Tigas Alliance (pronounced "tee-gas") is a banner group of independent pharmacies in Malaysia. Tigas was formed in 2004, with 20 stores. In 2011, Tigas has grown to more than 70 stores in Malaysia. Tigas is situated in neighbourhood and suburb locations throughout the country. Each pharmacy is operated by qualified pharmacists who are available during pharmacy opening hours.

== Store profile ==

Tigas stores are typically owner-operated by the pharmacists themselves, each focusing on pharmacy community services in and around their local neighbourhoods.

Tigas stores services customers with drugs, over-the-counter (OTC) medications and fast-moving consumer goods (FMCG).

== History ==
The name "Tigas" is derived from "Tiga" in the Malay language (Bahasa Malaysia), meaning "three", and "S" is the acronym for Supply-chain stakeholders, symbolic of the three links in the pharmacy supply-chain: better preventive health, connecting pharmacists to consumers and health solutions.

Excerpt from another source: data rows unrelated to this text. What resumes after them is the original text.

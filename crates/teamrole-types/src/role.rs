//! Directory roles and their display colors

use crate::ids::RoleId;
use serde::{Deserialize, Serialize};
use std::fmt;

/// 24-bit RGB display color of a role
///
/// Serialized as the packed integer the directory uses on the wire.
#[derive(Debug, Clone, Copy, PartialEq, Eq, Hash, Default, Serialize, Deserialize)]
#[serde(transparent)]
pub struct RoleColor(u32);

impl RoleColor {
    pub const RED: RoleColor = RoleColor(0xFF_00_00);
    pub const BLUE: RoleColor = RoleColor(0x00_00_FF);

    pub const fn from_rgb(r: u8, g: u8, b: u8) -> Self {
        Self(((r as u32) << 16) | ((g as u32) << 8) | b as u32)
    }

    pub const fn value(&self) -> u32 {
        self.0
    }
}

impl fmt::Display for RoleColor {
    fn fmt(&self, f: &mut fmt::Formatter<'_>) -> fmt::Result {
        write!(f, "#{:06X}", self.0)
    }
}

/// A resolved directory role
///
/// Two handles are the same role when their ids match; names are not unique
/// in the directory.
#[derive(Debug, Clone, PartialEq, Eq, Serialize, Deserialize)]
pub struct Role {
    pub id: RoleId,
    pub name: String,
    #[serde(default)]
    pub color: RoleColor,
}

impl Role {
    pub fn new(id: impl Into<RoleId>, name: impl Into<String>, color: RoleColor) -> Self {
        Self {
            id: id.into(),
            name: name.into(),
            color,
        }
    }
}
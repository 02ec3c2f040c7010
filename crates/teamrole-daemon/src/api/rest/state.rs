//! Application state for API handlers

use crate::scheduler::Scheduler;
use chrono::{DateTime, Utc};
use std::sync::Arc;

/// Shared application state
#[derive(Clone)]
pub struct AppState {
    pub scheduler: Arc<Scheduler>,
    pub version: String,
    pub started_at: DateTime<Utc>,
}

impl AppState {
    pub fn new(scheduler: Arc<Scheduler>) -> Self {
        Self {
            scheduler,
            version: env!("CARGO_PKG_VERSION").to_string(),
            started_at: Utc::now(),
        }
    }

    /// Whole seconds since the API came up
    pub fn uptime_secs(&self) -> u64 {
        (Utc::now() - self.started_at).num_seconds().max(0) as u64
    }
}

#[cfg(test)]
mod tests {
    use super::*;
    use crate::config::DaemonConfig;
    use crate::directory::InMemoryDirectory;
    use crate::roster::StaticRoster;
    use crate::scheduler::Reconciler;

    #[test]
    fn test_uptime_counts_from_start() {
        let config = DaemonConfig::development();
        let reconciler = Reconciler::new(
            Arc::new(InMemoryDirectory::new(config.guild())),
            Arc::new(StaticRoster::new()),
            &config,
        );
        let (scheduler, _rx) = Scheduler::new(config.scheduler.clone(), Arc::new(reconciler));

        let mut state = AppState::new(scheduler);
        assert!(state.uptime_secs() < 5);

        state.started_at = Utc::now() - chrono::Duration::seconds(90);
        assert!((90..95).contains(&state.uptime_secs()));
    }
}
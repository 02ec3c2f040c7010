//! Health, status and trigger handlers

use crate::api::rest::state::AppState;
use crate::error::{ApiError, ApiResult};
use crate::scheduler::SchedulerStatus;
use axum::{extract::State, http::StatusCode, Json};
use serde::Serialize;
use teamrole_types::{TeamBinding, TeamSide};

/// Health check response
#[derive(Debug, Serialize)]
pub struct HealthCheckResponse {
    pub status: String,
    pub version: String,
    pub uptime_secs: u64,
}

/// Health check endpoint
pub async fn health_check(State(state): State<AppState>) -> Json<HealthCheckResponse> {
    Json(HealthCheckResponse {
        status: "healthy".to_string(),
        version: state.version.clone(),
        uptime_secs: state.uptime_secs(),
    })
}

/// Daemon status response
#[derive(Debug, Serialize)]
pub struct DaemonStatusResponse {
    pub version: String,
    pub uptime_secs: u64,
    pub started_at: chrono::DateTime<chrono::Utc>,
    pub guild_id: String,
    pub teams: Vec<TeamBinding>,
    pub scheduler: SchedulerStatus,
}

/// Daemon status endpoint
pub async fn daemon_status(State(state): State<AppState>) -> Json<DaemonStatusResponse> {
    let reconciler = state.scheduler.reconciler();

    Json(DaemonStatusResponse {
        version: state.version.clone(),
        uptime_secs: state.uptime_secs(),
        started_at: state.started_at,
        guild_id: reconciler.guild_id().as_str().to_string(),
        teams: TeamSide::ALL
            .iter()
            .map(|side| reconciler.binding(*side).clone())
            .collect(),
        scheduler: state.scheduler.status(),
    })
}

/// Trigger response
#[derive(Debug, Serialize)]
pub struct TriggerResponse {
    pub queued: bool,
}

/// Queue an immediate reconciliation tick
pub async fn trigger_reconcile(
    State(state): State<AppState>,
) -> ApiResult<(StatusCode, Json<TriggerResponse>)> {
    if !state.scheduler.trigger_reconcile() {
        return Err(ApiError::Unavailable("scheduler is not running".to_string()));
    }

    tracing::info!("Reconciliation requested via API");
    Ok((StatusCode::ACCEPTED, Json(TriggerResponse { queued: true })))
}
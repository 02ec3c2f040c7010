//! REST endpoints under `/api/v1`

pub mod handlers;
pub mod router;
pub mod state;
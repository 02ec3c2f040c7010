//! Discord REST directory backend
//!
//! Talks to the Discord HTTP API with a bot token. There is no gateway
//! connection, so the member cache is rebuilt by a full enumeration when the
//! guild is first resolved and again whenever it is resolved after the refresh
//! interval has passed. Searches and our own successful mutations patch it in
//! between; members the API reports as unknown are evicted.

use super::{Directory, Guild};
use crate::error::{DirectoryError, DirectoryResult};
use async_trait::async_trait;
use parking_lot::{Mutex, RwLock};
use reqwest::{header, Client, Method, RequestBuilder, Response, StatusCode};
use serde::{de::DeserializeOwned, Deserialize, Serialize};
use std::collections::{BTreeSet, HashMap};
use std::sync::atomic::{AtomicBool, Ordering};
use std::sync::Arc;
use std::time::Duration;
use teamrole_types::{GuildId, Member, MemberId, Role, RoleColor, RoleId};
use tokio::time::Instant;

/// Largest page the member list endpoint accepts
const MEMBER_PAGE_SIZE: usize = 1000;

/// Times a rate-limited request is retried before the error is returned
const RATE_LIMIT_RETRIES: u32 = 3;

/// Default age after which the member cache is re-enumerated
pub const DEFAULT_MEMBER_REFRESH: Duration = Duration::from_secs(60);

/// Authenticated HTTP transport shared by the directory and its guilds
struct DiscordHttp {
    client: Client,
    base_url: String,
    authorization: String,
    closed: AtomicBool,
}

impl DiscordHttp {
    fn request(&self, method: Method, path: &str) -> DirectoryResult<RequestBuilder> {
        if self.closed.load(Ordering::SeqCst) {
            return Err(DirectoryError::Unavailable(
                "connection shut down".to_string(),
            ));
        }
        let url = format!("{}{}", self.base_url, path);
        Ok(self
            .client
            .request(method, &url)
            .header(header::AUTHORIZATION, &self.authorization))
    }

    /// Send a request, sleeping out and retrying 429 responses a bounded
    /// number of times
    async fn send<F>(&self, method: Method, path: &str, build: F) -> DirectoryResult<Response>
    where
        F: Fn(RequestBuilder) -> RequestBuilder,
    {
        let mut attempt = 0;
        loop {
            let response = build(self.request(method.clone(), path)?).send().await?;
            if response.status() != StatusCode::TOO_MANY_REQUESTS || attempt >= RATE_LIMIT_RETRIES {
                return Ok(response);
            }

            attempt += 1;
            let retry_after = retry_after(&response.text().await.unwrap_or_default());
            tracing::debug!(
                path,
                attempt,
                retry_after_ms = retry_after.as_millis() as u64,
                "Rate limited, retrying"
            );
            tokio::time::sleep(retry_after).await;
        }
    }

    async fn get<T: DeserializeOwned>(&self, path: &str) -> DirectoryResult<T> {
        let response = self.send(Method::GET, path, |r| r).await?;
        handle_response(response).await
    }

    async fn get_with_query<T: DeserializeOwned>(
        &self,
        path: &str,
        query: &[(&str, String)],
    ) -> DirectoryResult<T> {
        let response = self.send(Method::GET, path, |r| r.query(query)).await?;
        handle_response(response).await
    }

    async fn post<B: Serialize + Sync, T: DeserializeOwned>(
        &self,
        path: &str,
        body: &B,
    ) -> DirectoryResult<T> {
        let response = self.send(Method::POST, path, |r| r.json(body)).await?;
        handle_response(response).await
    }

    async fn patch<B: Serialize + Sync, T: DeserializeOwned>(
        &self,
        path: &str,
        body: &B,
    ) -> DirectoryResult<T> {
        let response = self.send(Method::PATCH, path, |r| r.json(body)).await?;
        handle_response(response).await
    }

    async fn put_empty(&self, path: &str) -> DirectoryResult<()> {
        let response = self.send(Method::PUT, path, |r| r).await?;
        handle_empty(response).await
    }

    async fn delete_empty(&self, path: &str) -> DirectoryResult<()> {
        let response = self.send(Method::DELETE, path, |r| r).await?;
        handle_empty(response).await
    }
}

async fn handle_response<T: DeserializeOwned>(response: Response) -> DirectoryResult<T> {
    if response.status().is_success() {
        Ok(response.json().await?)
    } else {
        Err(error_from_response(response).await)
    }
}

async fn handle_empty(response: Response) -> DirectoryResult<()> {
    if response.status().is_success() {
        Ok(())
    } else {
        Err(error_from_response(response).await)
    }
}

async fn error_from_response(response: Response) -> DirectoryError {
    let status = response.status();
    let message = response.text().await.unwrap_or_default();

    match status {
        StatusCode::NOT_FOUND => DirectoryError::NotFound(message),
        StatusCode::TOO_MANY_REQUESTS => DirectoryError::RateLimited {
            retry_after: retry_after(&message),
        },
        _ => DirectoryError::Api {
            status: status.as_u16(),
            message,
        },
    }
}

#[derive(Debug, Deserialize)]
struct RateLimitBody {
    retry_after: f64,
}

/// Back-off requested by a 429 body, one second when unreadable
fn retry_after(body: &str) -> Duration {
    serde_json::from_str::<RateLimitBody>(body)
        .ok()
        .filter(|body| body.retry_after.is_finite())
        .map(|body| Duration::from_secs_f64(body.retry_after.clamp(0.0, 60.0)))
        .unwrap_or(Duration::from_secs(1))
}

#[derive(Debug, Deserialize)]
struct CurrentUser {
    id: String,
    username: String,
}

#[derive(Debug, Deserialize)]
struct GuildPayload {
    id: GuildId,
    #[serde(default)]
    name: String,
}

#[derive(Debug, Deserialize)]
struct UserPayload {
    id: MemberId,
    username: String,
}

#[derive(Debug, Deserialize)]
struct GuildMemberPayload {
    user: UserPayload,
    #[serde(default)]
    nick: Option<String>,
    #[serde(default)]
    roles: BTreeSet<RoleId>,
}

impl From<GuildMemberPayload> for Member {
    fn from(payload: GuildMemberPayload) -> Self {
        Member {
            id: payload.user.id,
            username: payload.user.username,
            nickname: payload.nick,
            roles: payload.roles,
        }
    }
}

#[derive(Debug, Serialize)]
struct CreateRoleRequest<'a> {
    name: &'a str,
    color: RoleColor,
}

#[derive(Debug, Serialize)]
struct ModifyMemberRolesRequest<'a> {
    roles: &'a BTreeSet<RoleId>,
}

/// Directory backed by the Discord REST API
pub struct DiscordDirectory {
    http: Arc<DiscordHttp>,
    guilds: RwLock<HashMap<GuildId, Arc<DiscordGuild>>>,
    member_refresh: Duration,
}

impl DiscordDirectory {
    /// Build the HTTP client and verify the bot token.
    pub async fn connect(api_base: &str, token: &str, timeout: Duration) -> DirectoryResult<Self> {
        let client = Client::builder().timeout(timeout).build()?;

        let http = Arc::new(DiscordHttp {
            client,
            base_url: api_base.trim_end_matches('/').to_string(),
            authorization: format!("Bot {}", token.trim()),
            closed: AtomicBool::new(false),
        });

        let me: CurrentUser = http.get("/users/@me").await?;
        tracing::info!(bot_id = %me.id, bot = %me.username, "Connected to Discord");

        Ok(Self {
            http,
            guilds: RwLock::new(HashMap::new()),
            member_refresh: DEFAULT_MEMBER_REFRESH,
        })
    }

    /// Re-enumerate a guild's members when it is resolved after `interval`
    pub fn with_member_refresh(mut self, interval: Duration) -> Self {
        self.member_refresh = interval;
        self
    }
}

#[async_trait]
impl Directory for DiscordDirectory {
    async fn guild(&self, id: &GuildId) -> Option<Arc<dyn Guild>> {
        let cached = self.guilds.read().get(id).cloned();
        if let Some(guild) = cached {
            guild.refresh_if_stale().await;
            return Some(guild as Arc<dyn Guild>);
        }

        let payload: GuildPayload = match self.http.get(&format!("/guilds/{}", id.as_str())).await
        {
            Ok(payload) => payload,
            Err(e) => {
                tracing::debug!(guild_id = %id, error = %e, "Guild not resolvable");
                return None;
            }
        };
        tracing::info!(guild_id = %payload.id, guild = %payload.name, "Resolved guild");

        let guild = Arc::new(DiscordGuild::new(
            payload.id,
            self.http.clone(),
            self.member_refresh,
        ));
        guild.refresh_if_stale().await;

        let guild: Arc<dyn Guild> = self.guilds.write().entry(id.clone()).or_insert(guild).clone();
        Some(guild)
    }

    fn shutdown_now(&self) {
        self.http.closed.store(true, Ordering::SeqCst);
        tracing::info!("Discord connection closed");
    }
}

/// One guild reached through the Discord REST API
pub struct DiscordGuild {
    id: GuildId,
    http: Arc<DiscordHttp>,
    members: RwLock<HashMap<MemberId, Member>>,
    /// When the cache was last rebuilt from a full enumeration
    refreshed_at: Mutex<Option<Instant>>,
    refresh_interval: Duration,
    page_size: usize,
}

impl DiscordGuild {
    fn new(id: GuildId, http: Arc<DiscordHttp>, refresh_interval: Duration) -> Self {
        Self {
            id,
            http,
            members: RwLock::new(HashMap::new()),
            refreshed_at: Mutex::new(None),
            refresh_interval,
            page_size: MEMBER_PAGE_SIZE,
        }
    }

    /// Rebuild the member cache if it was never built or has aged out.
    /// A failed enumeration keeps the old cache and is retried next time.
    async fn refresh_if_stale(&self) {
        let refreshed_at = *self.refreshed_at.lock();
        let stale = refreshed_at.map_or(true, |at| at.elapsed() >= self.refresh_interval);
        if !stale {
            return;
        }

        match self.load_members().await {
            Ok(members) => {
                tracing::debug!(guild_id = %self.id, members = members.len(), "Refreshed member cache");
            }
            Err(e) => {
                tracing::warn!(guild_id = %self.id, error = %e, "Failed to refresh member cache");
            }
        }
    }

    fn cache_members(&self, members: &[Member]) {
        let mut cache = self.members.write();
        for member in members {
            cache.insert(member.id.clone(), member.clone());
        }
    }

    fn update_cached<F: FnOnce(&mut Member)>(&self, id: &MemberId, update: F) {
        if let Some(member) = self.members.write().get_mut(id) {
            update(member);
        }
    }

    /// Drop a member the API no longer knows about
    fn evict_if_missing<T>(&self, id: &MemberId, result: DirectoryResult<T>) -> DirectoryResult<T> {
        if let Err(DirectoryError::NotFound(_)) = &result {
            if self.members.write().remove(id).is_some() {
                tracing::debug!(member = %id, "Evicted unknown member from cache");
            }
        }
        result
    }

    fn member_path(&self, member: &MemberId) -> String {
        format!("/guilds/{}/members/{}", self.id.as_str(), member.as_str())
    }

    fn member_role_path(&self, member: &MemberId, role: &RoleId) -> String {
        format!("{}/roles/{}", self.member_path(member), role.as_str())
    }
}

#[async_trait]
impl Guild for DiscordGuild {
    fn id(&self) -> &GuildId {
        &self.id
    }

    async fn roles_by_name(&self, name: &str) -> DirectoryResult<Vec<Role>> {
        let roles: Vec<Role> = self
            .http
            .get(&format!("/guilds/{}/roles", self.id.as_str()))
            .await?;
        Ok(roles.into_iter().filter(|r| r.name == name).collect())
    }

    async fn create_role(&self, name: &str, color: RoleColor) -> DirectoryResult<Role> {
        let role: Role = self
            .http
            .post(
                &format!("/guilds/{}/roles", self.id.as_str()),
                &CreateRoleRequest { name, color },
            )
            .await?;
        tracing::info!(role_id = %role.id, role = %role.name, color = %color, "Created role");
        Ok(role)
    }

    fn members_by_nickname(&self, name: &str) -> Vec<Member> {
        self.members
            .read()
            .values()
            .filter(|m| m.nickname_matches(name))
            .cloned()
            .collect()
    }

    async fn search_members_by_prefix(
        &self,
        prefix: &str,
        limit: usize,
    ) -> DirectoryResult<Vec<Member>> {
        let payload: Vec<GuildMemberPayload> = self
            .http
            .get_with_query(
                &format!("/guilds/{}/members/search", self.id.as_str()),
                &[("query", prefix.to_string()), ("limit", limit.to_string())],
            )
            .await?;
        let members: Vec<Member> = payload.into_iter().map(Member::from).collect();
        self.cache_members(&members);
        Ok(members)
    }

    async fn add_role(&self, member: &MemberId, role: &RoleId) -> DirectoryResult<()> {
        let result = self.http.put_empty(&self.member_role_path(member, role)).await;
        self.evict_if_missing(member, result)?;
        self.update_cached(member, |m| {
            m.roles.insert(role.clone());
        });
        Ok(())
    }

    async fn remove_role(&self, member: &MemberId, role: &RoleId) -> DirectoryResult<()> {
        let result = self.http.delete_empty(&self.member_role_path(member, role)).await;
        self.evict_if_missing(member, result)?;
        self.update_cached(member, |m| {
            m.roles.remove(role);
        });
        Ok(())
    }

    async fn load_members(&self) -> DirectoryResult<Vec<Member>> {
        let path = format!("/guilds/{}/members", self.id.as_str());
        let mut members: Vec<Member> = Vec::new();
        let mut after: Option<MemberId> = None;

        loop {
            let mut query = vec![("limit", self.page_size.to_string())];
            if let Some(after) = &after {
                query.push(("after", after.as_str().to_string()));
            }

            let page: Vec<GuildMemberPayload> = self.http.get_with_query(&path, &query).await?;
            let page_len = page.len();
            members.extend(page.into_iter().map(Member::from));

            if page_len < self.page_size {
                break;
            }
            after = members.last().map(|m| m.id.clone());
        }

        *self.members.write() = members
            .iter()
            .map(|m| (m.id.clone(), m.clone()))
            .collect();
        *self.refreshed_at.lock() = Some(Instant::now());
        Ok(members)
    }

    async fn set_member_roles(
        &self,
        member: &MemberId,
        roles: &BTreeSet<RoleId>,
    ) -> DirectoryResult<()> {
        let result = self
            .http
            .patch(
                &self.member_path(member),
                &ModifyMemberRolesRequest { roles },
            )
            .await;
        let updated: GuildMemberPayload = self.evict_if_missing(member, result)?;
        self.cache_members(&[Member::from(updated)]);
        Ok(())
    }
}
//! Entry to member resolution
//!
//! Cache first: a nickname hit in the directory's member cache is handed to
//! the continuation immediately. On a miss a single-result prefix search is
//! spawned and the continuation runs when it completes. Exactly one of the two
//! paths runs per call.

use super::dispatch::Dispatcher;
use crate::directory::Guild;
use parking_lot::Mutex;
use std::collections::HashSet;
use std::sync::Arc;
use teamrole_types::Member;

/// How an entry was resolved
#[derive(Debug, Clone, Copy, PartialEq, Eq)]
pub enum Resolution {
    /// Found in the member cache; the continuation already ran
    Cached(usize),
    /// A directory search was spawned
    Searching,
    /// A search for this entry from an earlier call is still running
    AlreadySearching,
}

/// Resolves roster entries to directory members
pub struct EntryResolver {
    dispatcher: Dispatcher,
    in_flight: Arc<Mutex<HashSet<String>>>,
}

/// Clears an in-flight marker when the search task ends, however it ends
struct InFlightGuard {
    entry: String,
    in_flight: Arc<Mutex<HashSet<String>>>,
}

impl Drop for InFlightGuard {
    fn drop(&mut self) {
        self.in_flight.lock().remove(&self.entry);
    }
}

impl EntryResolver {
    pub fn new(dispatcher: Dispatcher) -> Self {
        Self {
            dispatcher,
            in_flight: Arc::new(Mutex::new(HashSet::new())),
        }
    }

    /// Resolve `entry` and hand the members to `on_resolved`.
    pub fn resolve<F>(&self, guild: &Arc<dyn Guild>, entry: &str, on_resolved: F) -> Resolution
    where
        F: FnOnce(Vec<Member>) + Send + 'static,
    {
        let cached = guild.members_by_nickname(entry);
        if !cached.is_empty() {
            let count = cached.len();
            on_resolved(cached);
            return Resolution::Cached(count);
        }

        if !self.in_flight.lock().insert(entry.to_string()) {
            tracing::trace!(entry, "Search already in flight");
            return Resolution::AlreadySearching;
        }

        let guard = InFlightGuard {
            entry: entry.to_string(),
            in_flight: self.in_flight.clone(),
        };
        let guild = guild.clone();
        self.dispatcher.spawn(async move {
            let entry = &guard.entry;
            match guild.search_members_by_prefix(entry, 1).await {
                Ok(members) => {
                    tracing::trace!(entry = %entry, found = members.len(), "Search completed");
                    on_resolved(members);
                }
                Err(e) => {
                    tracing::debug!(entry = %entry, error = %e, "Member search failed");
                }
            }
        });

        Resolution::Searching
    }
}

The Tigas concept is similar to the banner pharmacy groups in existence in US, UK and Australia. Banner pharmacy groups refer to large-scale alliances between independent pharmacies, coming together under an umbrella brand to take advantage of economies of scale in purchasing, coordinated promotions and cohesive marketing programmes.

The Tigas marketing concept allows for its pharmacy members to enjoy a loyalty card program, together with increased patronage from consumers by acting as fulfilment points for wellness programs, drug dispensing programs and healthcare benefits programs.